• **Instructions for the task**: Take the entries below and print, exactly, the stretch from the line containing "pub fn overwrites(&self)" through the line containing "setting a string).", both included.

• **Records to use**:
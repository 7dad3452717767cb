//! Field-level mutations and their coalescing rules.

use crate::error::{MooringError, MooringResult};
use mooring_codec::{decode_json, encode_json, encode_pointer, Number, Pointer, RelationRef, Value};
use serde_json::{json, Value as Json};

/// A pending mutation of a single field.
#[derive(Debug, Clone, PartialEq)]
pub enum FieldOperation {
    /// Replace the field.
    Set(Value),
    /// Remove the field.
    Delete,
    /// Add to a numeric field.
    Increment(Number),
    /// Append to an array field.
    Add(Vec<Value>),
    /// Append to an array field, skipping values already present.
    AddUnique(Vec<Value>),
    /// Remove every occurrence of the values from an array field.
    Remove(Vec<Value>),
    /// Add and remove members of a relation field.
    Relation {
        /// Class of the related objects.
        target_class: String,
        /// Members to add.
        adds: Vec<Pointer>,
        /// Members to remove.
        removes: Vec<Pointer>,
    },
}

impl FieldOperation {
    /// Whether the operation replaces the field outright instead of
    /// composing with its previous value.
    pub fn overwrites(&self) -> bool {
        matches!(self, FieldOperation::Set(_) | FieldOperation::Delete)
    }

    /// Combines this operation with the one queued before it on the same
    /// field, producing a single equivalent operation.
    ///
    /// # Errors
    ///
    /// Returns [`MooringError::IllegalArgument`] when the two operations
    /// cannot be composed (e.g. an increment after setting a string).
    pub fn merge_with_previous(&self, previous: &FieldOperation) -> MooringResult<FieldOperation> {
        use FieldOperation as Op;

        match (self, previous) {
            (Op::Set(_) | Op::Delete, _) => Ok(self.clone()),

            (Op::Increment(amount), Op::Delete) => Ok(Op::Set((*amount).into())),
            (Op::Increment(amount), Op::Set(value)) => match value.as_number() {
                Some(base) => Ok(Op::Set(base.add(*amount).into())),
                None => Err(MooringError::illegal_argument(
                    "You cannot increment a non-number.",
                )),
            },
            (Op::Increment(amount), Op::Increment(prior)) => Ok(Op::Increment(prior.add(*amount))),

            (Op::Add(_) | Op::AddUnique(_) | Op::Remove(_), Op::Delete) => {
                self.apply(None, "").map(|v| Op::Set(v.unwrap_or(Value::Null)))
            }
            (Op::Add(_) | Op::AddUnique(_) | Op::Remove(_), Op::Set(value)) => {
                if value.as_array().is_none() {
                    return Err(MooringError::illegal_argument(
                        "You can only modify a list with a list operation.",
                    ));
                }
                self.apply(Some(value), "")
                    .map(|v| Op::Set(v.unwrap_or(Value::Null)))
            }
            (Op::Add(items), Op::Add(prior)) => {
                Ok(Op::Add(prior.iter().chain(items).cloned().collect()))
            }
            (Op::AddUnique(items), Op::AddUnique(prior)) => {
                let mut merged = prior.clone();
                push_unique(&mut merged, items);
                Ok(Op::AddUnique(merged))
            }
            (Op::Remove(items), Op::Remove(prior)) => {
                let mut merged = prior.clone();
                push_unique(&mut merged, items);
                Ok(Op::Remove(merged))
            }

            (
                Op::Relation {
                    target_class,
                    adds,
                    removes,
                },
                Op::Relation {
                    target_class: prior_class,
                    adds: prior_adds,
                    removes: prior_removes,
                },
            ) => {
                if target_class != prior_class {
                    return Err(MooringError::illegal_argument(format!(
                        "Related object must be of class {prior_class}, \
                         but {target_class} was passed in."
                    )));
                }
                let mut merged_adds: Vec<Pointer> = prior_adds
                    .iter()
                    .filter(|p| !removes.contains(p))
                    .cloned()
                    .collect();
                for p in adds {
                    if !merged_adds.contains(p) {
                        merged_adds.push(p.clone());
                    }
                }
                let mut merged_removes: Vec<Pointer> = prior_removes
                    .iter()
                    .filter(|p| !adds.contains(p))
                    .cloned()
                    .collect();
                for p in removes {
                    if !merged_removes.contains(p) {
                        merged_removes.push(p.clone());
                    }
                }
                Ok(Op::Relation {
                    target_class: target_class.clone(),
                    adds: merged_adds,
                    removes: merged_removes,
                })
            }
            (Op::Relation { .. }, Op::Delete | Op::Set(_)) => Err(MooringError::illegal_argument(
                "You can't modify a relation after setting or deleting it.",
            )),

            _ => Err(MooringError::illegal_argument(
                "Operation is invalid after previous operation.",
            )),
        }
    }

    /// Applies this operation to the current value of field `key`.
    ///
    /// Returns `None` when the field should be removed.
    ///
    /// # Errors
    ///
    /// Returns [`MooringError::IllegalArgument`] when the current value has
    /// the wrong type for this operation.
    pub fn apply(&self, old: Option<&Value>, key: &str) -> MooringResult<Option<Value>> {
        let old = old.filter(|v| !v.is_null());
        match self {
            FieldOperation::Set(value) => Ok(Some(value.clone())),
            FieldOperation::Delete => Ok(None),
            FieldOperation::Increment(amount) => match old {
                None => Ok(Some((*amount).into())),
                Some(value) => match value.as_number() {
                    Some(base) => Ok(Some(base.add(*amount).into())),
                    None => Err(MooringError::illegal_argument(format!(
                        "You cannot increment a non-number (key {key:?})."
                    ))),
                },
            },
            FieldOperation::Add(items) => {
                let mut list = existing_list(old, key)?;
                list.extend(items.iter().cloned());
                Ok(Some(Value::Array(list)))
            }
            FieldOperation::AddUnique(items) => {
                let mut list = existing_list(old, key)?;
                push_unique(&mut list, items);
                Ok(Some(Value::Array(list)))
            }
            FieldOperation::Remove(items) => {
                let mut list = existing_list(old, key)?;
                list.retain(|v| !items.iter().any(|r| same_value(v, r)));
                Ok(Some(Value::Array(list)))
            }
            FieldOperation::Relation {
                target_class,
                adds,
                removes,
            } => {
                let mut relation = match old {
                    None => RelationRef::default(),
                    Some(Value::Relation(rel)) => rel.clone(),
                    Some(other) => {
                        return Err(MooringError::illegal_argument(format!(
                            "Operation is invalid after previous operation: key {key:?} holds {}.",
                            other.type_name()
                        )))
                    }
                };
                match &relation.target_class {
                    Some(existing) if existing != target_class => {
                        return Err(MooringError::illegal_argument(format!(
                            "Related object must be of class {existing}, \
                             but {target_class} was passed in."
                        )))
                    }
                    _ => relation.target_class = Some(target_class.clone()),
                }
                relation.known.retain(|p| !removes.contains(p));
                for p in adds {
                    if !relation.known.contains(p) {
                        relation.known.push(p.clone());
                    }
                }
                Ok(Some(Value::Relation(relation)))
            }
        }
    }

    /// Encodes this operation to its REST form.
    pub fn encode(&self) -> Json {
        match self {
            FieldOperation::Set(value) => encode_json(value),
            FieldOperation::Delete => json!({ "__op": "Delete" }),
            FieldOperation::Increment(amount) => {
                json!({ "__op": "Increment", "amount": encode_json(&(*amount).into()) })
            }
            FieldOperation::Add(items) => list_op("Add", items),
            FieldOperation::AddUnique(items) => list_op("AddUnique", items),
            FieldOperation::Remove(items) => list_op("Remove", items),
            FieldOperation::Relation { adds, removes, .. } => {
                let add = json!({
                    "__op": "AddRelation",
                    "objects": adds.iter().map(encode_pointer).collect::<Vec<_>>(),
                });
                let remove = json!({
                    "__op": "RemoveRelation",
                    "objects": removes.iter().map(encode_pointer).collect::<Vec<_>>(),
                });
                match (adds.is_empty(), removes.is_empty()) {
                    (false, false) => json!({ "__op": "Batch", "ops": [add, remove] }),
                    (true, false) => remove,
                    _ => add,
                }
            }
        }
    }

    /// Decodes an operation from its REST form. JSON without an `__op` tag is
    /// a [`FieldOperation::Set`].
    ///
    /// # Errors
    ///
    /// Returns an error for unknown `__op` names or malformed payloads.
    pub fn decode(json: &Json) -> MooringResult<FieldOperation> {
        let Some(op) = json.get("__op").and_then(Json::as_str) else {
            return Ok(FieldOperation::Set(decode_json(json)?));
        };
        match op {
            "Delete" => Ok(FieldOperation::Delete),
            "Increment" => {
                let amount = json.get("amount").map(decode_json).transpose()?;
                amount
                    .and_then(|a| a.as_number())
                    .map(FieldOperation::Increment)
                    .ok_or_else(|| {
                        MooringError::illegal_argument("Increment requires a numeric amount")
                    })
            }
            "Add" => Ok(FieldOperation::Add(decode_objects(json)?)),
            "AddUnique" => Ok(FieldOperation::AddUnique(decode_objects(json)?)),
            "Remove" => Ok(FieldOperation::Remove(decode_objects(json)?)),
            "AddRelation" | "RemoveRelation" => {
                let pointers = decode_objects(json)?
                    .into_iter()
                    .map(|v| match v {
                        Value::Pointer(p) => Ok(p),
                        other => Err(MooringError::illegal_argument(format!(
                            "relation operations take pointers, got {}",
                            other.type_name()
                        ))),
                    })
                    .collect::<MooringResult<Vec<_>>>()?;
                let target_class = pointers
                    .first()
                    .map(|p| p.class_name.clone())
                    .ok_or_else(|| {
                        MooringError::illegal_argument("relation operation without objects")
                    })?;
                if pointers.iter().any(|p| p.class_name != target_class) {
                    return Err(MooringError::illegal_argument(
                        "All objects in a relation must be of the same class.",
                    ));
                }
                let (adds, removes) = if op == "AddRelation" {
                    (pointers, Vec::new())
                } else {
                    (Vec::new(), pointers)
                };
                Ok(FieldOperation::Relation {
                    target_class,
                    adds,
                    removes,
                })
            }
            "Batch" => {
                let ops = json
                    .get("ops")
                    .and_then(Json::as_array)
                    .ok_or_else(|| MooringError::illegal_argument("Batch requires ops"))?;
                let mut merged: Option<FieldOperation> = None;
                for item in ops {
                    let next = FieldOperation::decode(item)?;
                    merged = Some(match merged {
                        Some(previous) => next.merge_with_previous(&previous)?,
                        None => next,
                    });
                }
                merged.ok_or_else(|| MooringError::illegal_argument("empty Batch operation"))
            }
            other => Err(MooringError::illegal_argument(format!(
                "unknown operation {other:?}"
            ))),
        }
    }
}

/// Equality used by list operations: numbers compare by value.
pub(crate) fn same_value(a: &Value, b: &Value) -> bool {
    match (a.as_number(), b.as_number()) {
        (Some(x), Some(y)) => x.compare(y).is_eq(),
        _ => a == b,
    }
}

fn push_unique(list: &mut Vec<Value>, items: &[Value]) {
    for item in items {
        if !list.iter().any(|v| same_value(v, item)) {
            list.push(item.clone());
        }
    }
}

fn existing_list(old: Option<&Value>, key: &str) -> MooringResult<Vec<Value>> {
    match old {
        None => Ok(Vec::new()),
        Some(Value::Array(items)) => Ok(items.clone()),
        Some(other) => Err(MooringError::illegal_argument(format!(
            "Operation is invalid after previous operation: key {key:?} holds {}, not a list.",
            other.type_name()
        ))),
    }
}

fn list_op(name: &str, items: &[Value]) -> Json {
    json!({ "__op": name, "objects": items.iter().map(encode_json).collect::<Vec<_>>() })
}

fn decode_objects(json: &Json) -> MooringResult<Vec<Value>> {
    json.get("objects")
        .and_then(Json::as_array)
        .ok_or_else(|| MooringError::illegal_argument("operation requires objects"))?
        .iter()
        .map(|item| decode_json(item).map_err(MooringError::from))
        .collect()
}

• **Response**:
    pub fn overwrites(&self) -> bool {
        matches!(self, FieldOperation::Set(_) | FieldOperation::Delete)
    }

    /// Combines this operation with the one queued before it on the same
    /// field, producing a single equivalent operation.
    ///
    /// # Errors
    ///
    /// Returns [`MooringError::IllegalArgument`] when the two operations
    /// cannot be composed (e.g. an increment after setting a string).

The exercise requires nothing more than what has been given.